There’s more to traditional dancing than just moves and costumes as students in an Indigenous regalia and dancing workshop series learned about the discipline, respect, health and spirituality that goes along with it.

Families taking part in Red Earth Medicine Reclaiming our Rites to Ceremony gathered at the MacArthur Centre on Saturday and Sunday to learn about fancy dances for men and women.

However, there was a lot more to the weekend than just dance moves, with dancer Leonald Supernault and daughter Moonlite Supernault teaching life lessons and other activities that go along with dancing and pow wow traditions.

Participants spent Saturday taking a hike in the mountains for health and to connect with themselves and nature before returning to the centre to learn about dance moves. On Sunday, the group took a plunge in Boundary Creek as part of a water ceremony, then went back to the Centre to put on regalia.

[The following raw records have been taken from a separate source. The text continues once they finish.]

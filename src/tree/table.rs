//! Recursive hierarchical table.
//!
//! A [`TableLevel`] describes one level: its columns, its empty message and,
//! optionally, the child level shown beneath an expanded row. Rendering is a
//! pure function of the level definition, the rows, the level's own loading
//! flag and an [`ExpansionView`]; it never fetches.
//!
//! Per level, exactly one of three bodies is produced:
//! `Loading` (own data loading), `Empty` (loaded, no rows) or `Rows`.

use crate::tree::column::{ColumnDef, TableRecord};
use crate::tree::keys::NodeKey;
use crate::tree::store::{ExpansionStore, ExpansionView};

pub const DEFAULT_NO_DATA_MESSAGE: &str = "Không có dữ liệu";

/// One level of a hierarchical table.
#[derive(Debug, Clone)]
pub struct TableLevel {
    pub columns: Vec<ColumnDef>,
    pub no_data_message: String,
    pub child: Option<ChildLevel>,
    /// Offer an "add child" action on each row of this level.
    pub allow_add_child: bool,
}

/// The nested level shown under an expanded row.
#[derive(Debug, Clone)]
pub struct ChildLevel {
    /// Child entity type name; drives the node keys.
    pub entity_name: Option<String>,
    /// Field of the parent row holding its entity id.
    pub parent_id_key: Option<String>,
    pub level: Box<TableLevel>,
}

impl TableLevel {
    pub fn new(columns: Vec<ColumnDef>) -> Self {
        Self {
            columns,
            no_data_message: DEFAULT_NO_DATA_MESSAGE.to_string(),
            child: None,
            allow_add_child: false,
        }
    }

    pub fn with_no_data_message(mut self, message: impl Into<String>) -> Self {
        self.no_data_message = message.into();
        self
    }

    pub fn with_child(
        mut self,
        entity_name: impl Into<String>,
        parent_id_key: impl Into<String>,
        level: TableLevel,
    ) -> Self {
        self.child = Some(ChildLevel {
            entity_name: Some(entity_name.into()),
            parent_id_key: Some(parent_id_key.into()),
            level: Box::new(level),
        });
        self
    }

    pub fn with_add_child(mut self) -> Self {
        self.allow_add_child = true;
        self
    }

    /// Rows of this level can show a child subtree at all.
    pub fn is_expandable(&self) -> bool {
        self.child
            .as_ref()
            .is_some_and(|c| c.parent_id_key.is_some() && !c.level.columns.is_empty())
    }

    /// Columns a rendered row occupies, including the expander and action columns.
    pub fn span(&self) -> usize {
        self.columns.len() + usize::from(self.is_expandable()) + usize::from(self.allow_add_child)
    }

    fn node_key<T: TableRecord>(&self, row: &T) -> Option<NodeKey> {
        let child = self.child.as_ref()?;
        let id = row.field(child.parent_id_key.as_deref()?)?;
        Some(NodeKey::new(child.entity_name.as_deref(), id))
    }
}

/// The subtree is shown iff the node is expanded, the child level has
/// columns and the parent id key is defined.
pub fn child_visible(expanded: bool, has_child_columns: bool, has_parent_id_key: bool) -> bool {
    expanded && has_child_columns && has_parent_id_key
}

/// Rendered table.
#[derive(Debug, Clone, PartialEq)]
pub struct TableView {
    pub headers: Vec<String>,
    pub span: usize,
    pub body: TableBody,
}

#[derive(Debug, Clone, PartialEq)]
pub enum TableBody {
    Loading,
    Empty(String),
    Rows(Vec<RowView>),
}

#[derive(Debug, Clone, PartialEq)]
pub struct RowView {
    pub cells: Vec<String>,
    pub expander: Option<Expander>,
    /// Parent id passed to `on_add_child_click`.
    pub add_child: Option<String>,
    pub child: Option<ChildView>,
}

#[derive(Debug, Clone, PartialEq)]
pub struct Expander {
    pub key: NodeKey,
    pub expanded: bool,
}

/// Nested table spanning the parent's full width.
#[derive(Debug, Clone, PartialEq)]
pub struct ChildView {
    pub colspan: usize,
    pub table: Box<TableView>,
}

impl TableView {
    pub fn rows(&self) -> &[RowView] {
        match &self.body {
            TableBody::Rows(rows) => rows,
            _ => &[],
        }
    }
}

impl RowView {
    pub fn toggle_event(&self) -> Option<TableEvent> {
        self.expander
            .as_ref()
            .map(|e| TableEvent::ToggleExpand(e.key.clone()))
    }

    pub fn add_child_event(&self) -> Option<TableEvent> {
        self.add_child.as_ref().map(|id| TableEvent::AddChild {
            parent_id: id.clone(),
        })
    }
}

/// User interaction raised by a rendered row.
#[derive(Debug, Clone, PartialEq, Eq)]
pub enum TableEvent {
    ToggleExpand(NodeKey),
    AddChild { parent_id: String },
}

/// Caller-owned handlers for table interactions.
pub trait TableCallbacks {
    fn toggle_expand(&mut self, key: &NodeKey);

    fn on_add_child_click(&mut self, _parent_id: &str) {}
}

impl TableEvent {
    pub fn dispatch<C: TableCallbacks + ?Sized>(&self, callbacks: &mut C) {
        match self {
            TableEvent::ToggleExpand(key) => callbacks.toggle_expand(key),
            TableEvent::AddChild { parent_id } => callbacks.on_add_child_click(parent_id),
        }
    }
}

/// Queue events for later async handling.
impl TableCallbacks for Vec<TableEvent> {
    fn toggle_expand(&mut self, key: &NodeKey) {
        self.push(TableEvent::ToggleExpand(key.clone()));
    }

    fn on_add_child_click(&mut self, parent_id: &str) {
        self.push(TableEvent::AddChild {
            parent_id: parent_id.to_string(),
        });
    }
}

/// Toggling straight on a store, for callers that fetch separately.
impl<T> TableCallbacks for ExpansionStore<T> {
    fn toggle_expand(&mut self, key: &NodeKey) {
        ExpansionStore::<T>::toggle_expand(self, key);
    }
}

/// Render one level and, recursively, every expanded subtree below it.
pub fn render<T, S>(level: &TableLevel, data: &[T], is_loading: bool, state: &S) -> TableView
where
    T: TableRecord,
    S: ExpansionView<T>,
{
    let headers = level.columns.iter().map(|c| c.header.clone()).collect();
    let span = level.span();

    let body = if is_loading {
        TableBody::Loading
    } else if data.is_empty() {
        TableBody::Empty(level.no_data_message.clone())
    } else {
        TableBody::Rows(data.iter().map(|row| render_row(level, row, state)).collect())
    };

    TableView {
        headers,
        span,
        body,
    }
}

fn render_row<T, S>(level: &TableLevel, row: &T, state: &S) -> RowView
where
    T: TableRecord,
    S: ExpansionView<T>,
{
    let cells = level
        .columns
        .iter()
        .map(|c| row.field(&c.key).unwrap_or_default())
        .collect();

    let key = level.node_key(row);
    let expanded = key.as_ref().is_some_and(|k| state.is_expanded(k));

    let expander = if level.is_expandable() {
        key.clone().map(|key| Expander { key, expanded })
    } else {
        None
    };

    let add_child = if level.allow_add_child {
        key.as_ref().map(|k| k.parent_id().to_string())
    } else {
        None
    };

    let child = match (&level.child, &key) {
        (Some(child), Some(key))
            if child_visible(
                expanded,
                !child.level.columns.is_empty(),
                child.parent_id_key.is_some(),
            ) =>
        {
            let (data, loading) = match state.cache_entry(key) {
                Some(entry) => (entry.data.as_slice(), entry.is_loading),
                None => (&[][..], false),
            };
            Some(ChildView {
                colspan: level.span(),
                table: Box::new(render(&child.level, data, loading, state)),
            })
        }
        _ => None,
    };

    RowView {
        cells,
        expander,
        add_child,
        child,
    }
}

Before the dancing took place, Leonard and Moonlite shared stories and lessons learned from dancing in pow wows. Moonlite said she considered herself lucky to be learning how to dance because there was a time when it was banned under federal law, along with any gathering involving more than three Indigenous people in a room together deemed illegal.

She also stresses regalia isn’t a costume.

“Costumes are something we wear on Hallowe’en and pretend to be something else,” she said. “Regalia is who you are, your people, your connection to everything.”

She also stressed discipline and mindset, saying she considers herself on the dance floor the moment she puts her moccasins on, packs her bags and gets in her car to go to the pow wow.

Leonard explained he met fellow dancer Damien Marcoux, who asked him to come to the weekend workshop. He said his early life was a tough one, suffering abuse and turning to alcohol and becoming a violent, disrespectful man. Several events happened in his life, including nearly dying from COVID-19, that made him rethink his life and the lessons he was avoiding.

This led him back to his traditional way of his people, sobered up and along the way learned some lessons about a balanced life.

“We have a medicine wheel and it’s balanced with physical, mental, spiritual and emotional,” he said. “If one of those spokes is short, it can’t turn smoothly and you will have a bumpy ride in life like I did.”

A critical lesson he learned was about discipline and respect, which is why he had participants do several activities like hiking and a water ceremony before learning about dance steps. Dancing is the easy part, he said, it’s everything else that goes into it – the four spokes – that is harder to maintain. He wanted them to understand the physical demands of dancing on their bodies and minds, the mental focus they needed in their lives, the spiritual connection and emotional maturity.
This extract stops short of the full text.